== The problem ==
Count up the lines below where the word "impl" shows up, and respond with the number alone.

Collected data entries:
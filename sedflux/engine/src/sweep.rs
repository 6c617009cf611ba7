//! Downstream sweep over the drainage forest.
//!
//! Conventions:
//! - Nodes are visited headwaters first; a node's supply is the discharge of its
//!   donors, its local supply and whatever its channel reservoir releases.
//! - Volumes are bulk sediment volumes. Porosity `p` is the solid fraction: a
//!   rock volume `V` detached from the bed becomes a bulk volume `V / p`.
//! - `elevation_rate` is ≤ 0 (bed lowering); deposition is tracked as a volume
//!   rate and parked in the reservoir, not applied to the bed here.

use serde::{Deserialize, Serialize};
use tracing::trace;

use crate::error::{Result, SedFluxError};
use crate::network::DrainageNetwork;
use crate::solver::{clamp01, next_up, NodeFluxSolver};

/// Per-node inputs for one sweep, refreshed by the erosion and transport laws.
#[derive(Clone, Debug, Default, PartialEq)]
pub struct NodeForcing {
    /// Cell area (> 0).
    pub cell_area: Vec<f64>,
    /// Detachment-limited bed-lowering rate (height per time, ≥ 0).
    pub erosion_capacity_rate: Vec<f64>,
    /// Volumetric transport capacity (≥ 0).
    pub transport_capacity: Vec<f64>,
    /// Exogenous bulk sediment input rate (≥ 0).
    pub local_sediment_supply: Vec<f64>,
    /// Nodes where no erosion is allowed this step.
    pub flooded: Vec<bool>,
}

impl NodeForcing {
    /// Forcing for `n` nodes with unit areas and everything else zero.
    pub fn new(n: usize) -> Self {
        Self {
            cell_area: vec![1.0; n],
            erosion_capacity_rate: vec![0.0; n],
            transport_capacity: vec![0.0; n],
            local_sediment_supply: vec![0.0; n],
            flooded: vec![false; n],
        }
    }

    /// Number of nodes.
    pub fn len(&self) -> usize {
        self.cell_area.len()
    }

    /// True when empty.
    pub fn is_empty(&self) -> bool {
        self.cell_area.is_empty()
    }

    /// Check every array has `n` entries.
    pub fn check_len(&self, n: usize) -> Result<()> {
        let arrays = [
            ("cell_area", self.cell_area.len()),
            ("erosion_capacity_rate", self.erosion_capacity_rate.len()),
            ("transport_capacity", self.transport_capacity.len()),
            ("local_sediment_supply", self.local_sediment_supply.len()),
            ("flooded", self.flooded.len()),
        ];
        for (field, actual) in arrays {
            if actual != n {
                return Err(SedFluxError::FieldLength { field: field.to_string(), expected: n, actual });
            }
        }
        Ok(())
    }
}

/// How outlets (self-receivers) are resolved.
#[derive(Clone, Copy, Debug, Default, PartialEq, Eq, Serialize, Deserialize)]
#[serde(rename_all = "snake_case")]
pub enum OutletPolicy {
    /// Same capacity, erosion and deposition rules as any other node.
    #[default]
    GeneralRule,
    /// Fixed base level: never erodes, reports its upstream inflow as
    /// discharge and deposits supply above capacity.
    BaseLevel,
}

/// Per-node sweep results, structure of arrays.
#[derive(Clone, Debug, Default, PartialEq)]
pub struct FluxState {
    /// Sediment leaving each node (volume rate).
    pub volumetric_discharge_out: Vec<f64>,
    /// Mean clamped in/out flux ratio.
    pub relative_sediment_flux: Vec<f64>,
    /// Relative flux is exactly 1.
    pub is_transport_limited: Vec<bool>,
    /// Volume rate left behind (≥ 0).
    pub deposition_rate: Vec<f64>,
    /// Bed-elevation rate (≤ 0).
    pub elevation_rate: Vec<f64>,
    /// Donor discharge + local supply + reservoir release.
    pub total_supply: Vec<f64>,
    /// Bulk volume rate detached from the bed.
    pub generation_rate: Vec<f64>,
    /// Residual of the per-node fixed point.
    pub error_in_sed_flux_fn: Vec<f64>,
}

impl FluxState {
    /// Zeroed state for `n` nodes.
    pub fn new(n: usize) -> Self {
        Self {
            volumetric_discharge_out: vec![0.0; n],
            relative_sediment_flux: vec![0.0; n],
            is_transport_limited: vec![false; n],
            deposition_rate: vec![0.0; n],
            elevation_rate: vec![0.0; n],
            total_supply: vec![0.0; n],
            generation_rate: vec![0.0; n],
            error_in_sed_flux_fn: vec![0.0; n],
        }
    }

    /// Number of nodes.
    pub fn len(&self) -> usize {
        self.elevation_rate.len()
    }

    /// True when empty.
    pub fn is_empty(&self) -> bool {
        self.elevation_rate.is_empty()
    }

    fn resize(&mut self, n: usize) {
        if self.len() != n {
            *self = Self::new(n);
        }
    }

    /// Largest convergence residual.
    pub fn max_error(&self) -> f64 {
        self.error_in_sed_flux_fn.iter().copied().fold(0.0, f64::max)
    }

    /// Number of nodes whose residual exceeds `tol`.
    pub fn count_above(&self, tol: f64) -> usize {
        self.error_in_sed_flux_fn.iter().filter(|&&e| e > tol).count()
    }

    /// Total bulk volume rate detached.
    pub fn total_generation(&self) -> f64 {
        self.generation_rate.iter().sum()
    }

    /// Total volume rate deposited.
    pub fn total_deposition(&self) -> f64 {
        self.deposition_rate.iter().sum()
    }
}

/// Applies the per-node solver across a network.
#[derive(Clone, Copy, Debug)]
pub struct SweepEngine {
    solver: NodeFluxSolver,
    porosity: f64,
    outlet_policy: OutletPolicy,
}

impl SweepEngine {
    /// Build an engine; `porosity` must lie in (0, 1].
    pub fn new(solver: NodeFluxSolver, porosity: f64, outlet_policy: OutletPolicy) -> Result<Self> {
        if !(porosity > 0.0 && porosity <= 1.0) {
            return Err(SedFluxError::InvalidParameter(format!(
                "porosity must lie in (0, 1], got {porosity}"
            )));
        }
        Ok(Self { solver, porosity, outlet_policy })
    }

    /// Solver in use.
    pub fn solver(&self) -> &NodeFluxSolver {
        &self.solver
    }

    /// Solid fraction.
    pub fn porosity(&self) -> f64 {
        self.porosity
    }

    /// Outlet handling.
    pub fn outlet_policy(&self) -> OutletPolicy {
        self.outlet_policy
    }

    /// Sweep once and return fresh state.
    pub fn run(
        &self,
        network: &DrainageNetwork,
        forcing: &NodeForcing,
        reservoir: &mut [f64],
        dt: f64,
    ) -> Result<FluxState> {
        let mut state = FluxState::new(network.len());
        self.sweep(network, forcing, reservoir, dt, &mut state)?;
        Ok(state)
    }

    /// Sweep once into `state`.
    ///
    /// With `dt > 0` each non-outlet node's stored depth is released into its
    /// supply and replaced by what the node deposits over `dt`. Outlet entries
    /// are never touched, and with `dt <= 0` the reservoir is neither read nor
    /// written.
    pub fn sweep(
        &self,
        network: &DrainageNetwork,
        forcing: &NodeForcing,
        reservoir: &mut [f64],
        dt: f64,
        state: &mut FluxState,
    ) -> Result<()> {
        let n = network.len();
        forcing.check_len(n)?;
        if reservoir.len() != n {
            return Err(SedFluxError::FieldLength {
                field: "channel_sediment__depth".to_string(),
                expected: n,
                actual: reservoir.len(),
            });
        }
        state.resize(n);
        let exchange = dt > 0.0;

        for &node in network.order() {
            let area = forcing.cell_area[node];
            let cap = forcing.transport_capacity[node];
            let upstream: f64 =
                network.donors(node).iter().map(|&d| state.volumetric_discharge_out[d]).sum();
            let outlet = network.is_outlet(node);
            // Outlets pass sediment out of the domain and keep no store.
            let stores = exchange && !outlet;
            let release = if stores { reservoir[node] * area / dt } else { 0.0 };
            let supply = upstream + forcing.local_sediment_supply[node] + release;

            let mut err = 0.0;
            let mut generated = 0.0;
            let (rate, out, dep, rel) = if outlet && self.outlet_policy == OutletPolicy::BaseLevel {
                if cap > 0.0 {
                    let rel = 0.5 * (clamp01(supply / cap) + clamp01(supply.min(cap) / cap));
                    (0.0, upstream, (supply - cap).max(0.0), rel)
                } else {
                    (0.0, upstream, supply, 1.0)
                }
            } else if !(cap > 0.0) || supply >= cap {
                let (out, dep) = split_at_capacity(supply, cap.max(0.0));
                (0.0, out, dep, 1.0)
            } else {
                let per_lowering = area / self.porosity;
                let potential = if forcing.flooded[node] {
                    0.0
                } else {
                    forcing.erosion_capacity_rate[node] * per_lowering
                };
                let o = self.solver.solve(supply, cap, potential, per_lowering);
                err = o.error;
                generated = o.volume_generated;
                (-o.lowering_rate, o.discharge_out, 0.0, o.relative_flux)
            };

            state.total_supply[node] = supply;
            state.generation_rate[node] = generated;
            state.volumetric_discharge_out[node] = out;
            state.deposition_rate[node] = dep;
            state.elevation_rate[node] = rate;
            state.relative_sediment_flux[node] = rel;
            state.is_transport_limited[node] = rel == 1.0;
            state.error_in_sed_flux_fn[node] = err;

            if stores {
                // Zero-area nodes cannot store sediment.
                reservoir[node] = if area > 0.0 { (dep * dt / area).max(0.0) } else { 0.0 };
            }
        }

        trace!(
            nodes = n,
            generated = state.total_generation(),
            deposited = state.total_deposition(),
            "sediment sweep"
        );
        Ok(())
    }
}

/// Split `supply ≥ cap ≥ 0` into discharge and deposition with
/// `discharge ≤ cap` and `discharge + deposition == supply` exactly.
///
/// Either `supply − cap` is exact, or `deposition ≥ supply / 2` and
/// `supply − deposition` is exact; one ulp more deposition covers the rounding.
fn split_at_capacity(supply: f64, cap: f64) -> (f64, f64) {
    let mut dep = supply - cap;
    let mut out = supply - dep;
    if out > cap {
        dep = next_up(dep);
        out = supply - dep;
    }
    (out, dep)
}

== Solution below ==
3